The two-page OfficeColorDialog is similar to the kind of color selection tool that Microsoft had used in its Office applications. It is a two-page dialog with these properties:

• On the "standard" page, it contains a hexacolor picker.
• On the "custom" page, there are several combined color pickers which can be selected by the "picker" combobox.
• In addition, colors can be selected directly by entering the R, G, B, or H, S, L values.

#### DeskPickerButton and DeskPickerAction

The mbDeskPickerButton, if clicked by the mouse, changes the mouse cursor to a pipette. Move the mouse to the point on the desktop with the color that you want to use, click the mouse, and the color will be available in the property SelectedColor.

The same task can be performed with the mbDeskPickerAction which can be assigned to the Action property of any other control to trigger the color selection process.

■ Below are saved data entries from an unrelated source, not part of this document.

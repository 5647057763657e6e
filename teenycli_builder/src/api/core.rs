use std::env;

#[cfg(feature = "tracing_debug")]
use tracing::debug;

use crate::api::{Argument, ArgumentSpec, Bundle, ParameterClass};
use crate::constant::*;
use crate::parser::{
    walk, ArgumentParameter, CommandParameter, ConfigError, ConsoleInterface, DispatchError,
    OptionParameter, ParseNode, ParseUnit, Parser, Printer, UserInterface,
};

/// The function bound to a (sub-)command, invoked by [`ArgP::dispatch`].
pub type Handler<R> = Box<dyn Fn(Bundle) -> R>;

/// A node of the command tree: the root parser, or one of its (nested) sub-commands.
///
/// Arguments are declared with [`ArgP::add`] and sub-commands with [`ArgP::subcmd`].
/// A node may have positionals or sub-commands, but never both.
///
/// ### Example
/// ```
/// # use teenycli_builder as teenycli;
/// use teenycli::{ArgP, Argument, Arity};
///
/// let mut argp: ArgP = ArgP::new("program").about("My program that does awesome stuff.");
/// argp.add(Argument::new(["--long"]))
///     .unwrap()
///     .add(Argument::new(["paths"]).arity(Arity::Many))
///     .unwrap();
///
/// let bundle = argp.parse_tokens(&["--long", "a", "b"]).unwrap();
/// assert!(bundle.flag("long"));
/// assert_eq!(
///     bundle.get::<Vec<String>>("paths"),
///     Some(&vec!["a".to_string(), "b".to_string()])
/// );
/// ```
pub struct ArgP<R = ()> {
    program: String,
    about: Option<String>,
    version: Option<String>,
    specs: Vec<ArgumentSpec>,
    subcommands: Option<SubCommands<R>>,
    handler: Option<Handler<R>>,
}

struct SubCommands<R> {
    declared_required: Option<bool>,
    commands: Vec<SubCommand<R>>,
}

impl<R> SubCommands<R> {
    fn required(&self) -> bool {
        self.declared_required.unwrap_or(true)
    }
}

struct SubCommand<R> {
    name: String,
    help: Option<String>,
    node: ArgP<R>,
}

/// The declaration of a sub-command, to be registered via [`ArgP::subcmd`].
///
/// ### Example
/// ```
/// # use teenycli_builder as teenycli;
/// use teenycli::{ArgP, Bundle, Command};
///
/// let mut argp: ArgP<i64> = ArgP::new("calc");
/// argp.subcmd(Command::new("zero", |_: Bundle| 0).help("Always zero."))
///     .unwrap();
///
/// assert_eq!(argp.dispatch_tokens(&["zero"], None), Ok(0));
/// ```
pub struct Command<R> {
    name: String,
    handler: Handler<R>,
    help: Option<String>,
    required: Option<bool>,
}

Warning: While the pipette cursor is shown an invisible window is placed on top of the desktop to catch the mouse events. Debugging during this phase by means of breakpoints can make the system unresponsive.

#### ColorPreview

The mbColorPreview is not a color picker, it can be used to display the currently selected color of other pickers or the color under the mouse cursor. Set its property Color to the SelectedColor of the picker in the picker's OnChange event.

### Demo projects

Two demo projects are contained in the folder examples of the component installation directory:

• fulldemo shows application of all the components included in the mbColorLib.
• axispickers demonstrates the combination of RAxisColorPicker and RColorPicker, GAxisColorPicker and GColorPicker and BAxisColorPicker and BColorPicker.
• trackbars demonstrates all trackbar color selectors.

## Change Log

### Version 2.2

• Initial commit of the library to the Lazarus Components and Code Repository. It is based on the last published Delphi version 2.0.1 available from http://mxs.bergsoft.net. In the Lazarus version Delphi support has been dropped.

### Changes with respect to Delphi version

If you are planning to convert an existing application written with the mbColorLib for Delphi to Lazarus you must be aware of several code-breaking changes introduced in the new version:

• All units typical of Delphi (Windows, Messages etc) were replaced by Lazarus units (LCLIntf, LMessages etc).
• The pickers for the HSL/HSV color model have an enumeration property BrightnessMode to switch between both color models (bmLuminance --> HSL, bmValue --> HSV)
• Each HSL/HSV picker has new properties MaxHue, MaxSaturation, MaxLuminance, and MaxValue. This was introduced because there is no unique unit system for the corresponding quantities, and the old implementation was a mix-up of both color models.
• TLColorPicker and TVColorPicker were removed and replaced by TLVColorPicker which contains both picker variants.
• The original THSVColorPicker was renamed to THSCirclePicker because this better describes its functionality. The original unit HSVColorPicker.pas was renamed to HSCirclePicker.pas.
• Former properties HValue, HueValue were replaced by Hue for better naming consistency. Similarly with the properties for saturation, luminance and value. Also, in some RGB pickers the properties RValue, GValue, and BValue were replaced by Red, Green, and Blue.